In the late 1990s, the state's school systems ranked dead last in the nation in the number of computers per student (1 per 88), and Louisiana has the nation's second-highest percentage of adults who never finished high school. By the state's own measure, 47% of the public schools in New Orleans rank as "academically unacceptable."

These government failures are not merely a matter of incompetence. Louisiana and New Orleans have a long, well-known reputation for corruption: as former congressman Billy Tauzin once put it, "half of Louisiana is under water and the other half is under indictment."

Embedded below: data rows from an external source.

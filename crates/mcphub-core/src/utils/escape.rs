//! HTML escaping for untrusted remote text.
//!
//! Server names, descriptions, URLs and status text are operator-supplied
//! and may be adversarial. Everything remote goes through [`escape_html`]
//! before it is placed in markup, including attribute values.

use std::borrow::Cow;

/// Escape `&`, `<`, `>`, `"` and `'` so the text is inert in both element
/// content and quoted attribute values.
///
/// Returns the input unchanged (borrowed) when nothing needs escaping.
///
/// # Examples
///
/// ```rust
/// use mcphub_core::utils::escape_html;
///
/// assert_eq!(escape_html("<b>&</b>"), "&lt;b&gt;&amp;&lt;/b&gt;");
/// assert_eq!(escape_html("plain"), "plain");
/// ```
pub fn escape_html(text: &str) -> Cow<'_, str> {
    if !text.contains(['&', '<', '>', '"', '\'']) {
        return Cow::Borrowed(text);
    }

    let mut escaped = String::with_capacity(text.len() + 16);
    for ch in text.chars() {
        match ch {
            '&' => escaped.push_str("&amp;"),
            '<' => escaped.push_str("&lt;"),
            '>' => escaped.push_str("&gt;"),
            '"' => escaped.push_str("&quot;"),
            '\'' => escaped.push_str("&#39;"),
            other => escaped.push(other),
        }
    }
    Cow::Owned(escaped)
}
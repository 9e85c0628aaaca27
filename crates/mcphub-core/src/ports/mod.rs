//! Port definitions (trait abstractions) for external systems.
//!
//! Ports define the interfaces the console expects from the outside world.
//! They contain no implementation details and use only domain types.
//!
//! # Design Rules
//!
//! - No HTTP client types in any signature
//! - No markup or terminal details in the view port beyond rendered strings
//! - Errors are user-presentable (`ApiError::detail`)

pub mod admin_api;
pub mod api_error;
pub mod view;

pub use admin_api::AdminApiPort;
pub use api_error::{ApiError, ApiResult, UNKNOWN_ERROR_DETAIL};
pub use view::{AlwaysConfirm, ConsoleView, NoopView, Prompter};
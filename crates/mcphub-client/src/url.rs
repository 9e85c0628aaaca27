//! URL construction helpers for the admin API.
//!
//! Resource names are user-supplied, so they are percent-encoded as a single
//! path segment before being appended to a collection route.

use url::Url;

/// Append an API path to the backend origin, keeping any base path prefix.
pub fn build_url(base: &Url, path: &str) -> Url {
    let mut url = base.clone();
    let base_path = base.path().trim_end_matches('/');
    url.set_path(&format!("{base_path}{path}"));
    url
}

/// `{collection}/{name}` with `name` encoded as one segment.
pub fn resource_path(collection: &str, name: &str) -> String {
    format!("{collection}/{}", urlencoding::encode(name))
}

/// `{collection}/{name}/{action}`.
pub fn action_path(collection: &str, name: &str, action: &str) -> String {
    format!("{}/{action}", resource_path(collection, name))
}

#[cfg(test)]
mod tests {
    use super::*;
    use mcphub_core::contracts::{COMMANDS_PATH, SERVERS_PATH};

    #[test]
    fn test_build_url_from_origin() {
        let base = Url::parse("http://127.0.0.1:18888").unwrap();
        let url = build_url(&base, SERVERS_PATH);
        assert_eq!(url.as_str(), "http://127.0.0.1:18888/api/mcp-servers");
    }

    #[test]
    fn test_build_url_keeps_base_prefix() {
        let base = Url::parse("https://gateway.local/admin/").unwrap();
        let url = build_url(&base, COMMANDS_PATH);
        assert_eq!(url.as_str(), "https://gateway.local/admin/api/commands");
    }

    #[test]
    fn test_resource_name_is_one_segment() {
        assert_eq!(
            resource_path(COMMANDS_PATH, "a/b c"),
            "/api/commands/a%2Fb%20c"
        );
        assert_eq!(
            action_path(SERVERS_PATH, "tapd", "toggle"),
            "/api/mcp-servers/tapd/toggle"
        );
    }

    #[test]
    fn test_encoded_segment_survives_url_building() {
        let base = Url::parse("http://127.0.0.1:18888").unwrap();
        let url = build_url(&base, &action_path(SERVERS_PATH, "my server", "test"));
        assert_eq!(url.path(), "/api/mcp-servers/my%20server/test");
    }
}
//! Main CLI parser and top-level argument handling.

use clap::Parser;
use mcphub_client::DEFAULT_ADMIN_URL;

use crate::commands::Commands;

/// Command-line interface for administering an mcphub backend.
#[derive(Parser)]
#[command(name = "mcphub")]
#[command(about = "Manage MCP servers and commands on an mcphub backend")]
#[command(version)]
pub struct Cli {
    /// Admin API origin
    #[arg(
        long = "admin-url",
        env = "MCPHUB_ADMIN_URL",
        default_value = DEFAULT_ADMIN_URL,
        global = true
    )]
    pub admin_url: String,

    /// Request timeout in seconds
    #[arg(
        long = "request-timeout",
        env = "MCPHUB_TIMEOUT",
        default_value_t = 30,
        global = true
    )]
    pub request_timeout: u64,

    /// Enable verbose/debug output
    #[arg(short = 'v', long = "verbose", global = true)]
    pub verbose: bool,

    #[command(subcommand)]
    pub command: Option<Commands>,
}

#[cfg(test)]
mod tests {
    use super::*;
    use crate::commands::{RenderTarget, ServersCommand};
    use clap::CommandFactory;

    #[test]
    fn test_cli_parser_builds() {
        Cli::command().debug_assert();
    }

    #[test]
    fn test_global_args() {
        let cli = Cli::parse_from([
            "mcphub",
            "--verbose",
            "--admin-url",
            "http://10.0.0.2:18888",
            "servers",
            "list",
        ]);
        assert!(cli.verbose);
        assert_eq!(cli.admin_url, "http://10.0.0.2:18888");
        assert!(matches!(
            cli.command,
            Some(Commands::Servers {
                command: ServersCommand::List
            })
        ));
    }

    #[test]
    fn test_global_args_after_subcommand() {
        let cli = Cli::parse_from(["mcphub", "render", "commands", "--request-timeout", "5"]);
        assert_eq!(cli.request_timeout, 5);
        assert!(matches!(
            cli.command,
            Some(Commands::Render {
                target: RenderTarget::Commands
            })
        ));
    }
}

That's putting it mildly. Adjusted for population size, the state ranks third in the number of elected officials convicted of crimes (Mississippi is No. 1). Recent scandals include the conviction of 14 state judges and an FBI raid on the business and persona files of a Louisiana congressman.

In 1991, a notoriously corrupt Democrat named Edwin
Edwards ran for governor against Republican David Duke, a former head of the Ku Klux Klan. Edwards, whose winning campaign included bumper stickers
saying "Elect the Crook," is currently serving a 10-year prison sentence for taking bribes from
casino owners. Duke recently completed his own prison term for tax fraud.

The rot included the New Orleans Police Department,
which in the 1990s had the dubious distinction of being the nation's most corrupt police force and the least effective: the city had the highest murder rate in America. More than 50 officers were
eventually convicted of crimes including murder, rape and robbery; two are currently on Death Row.
Ten billion dollars are about to pass into the sticky hands of politicians in the No. 1 and No. 3 most corrupt states in America.

Worried about looting? You ain't seen nothing yet.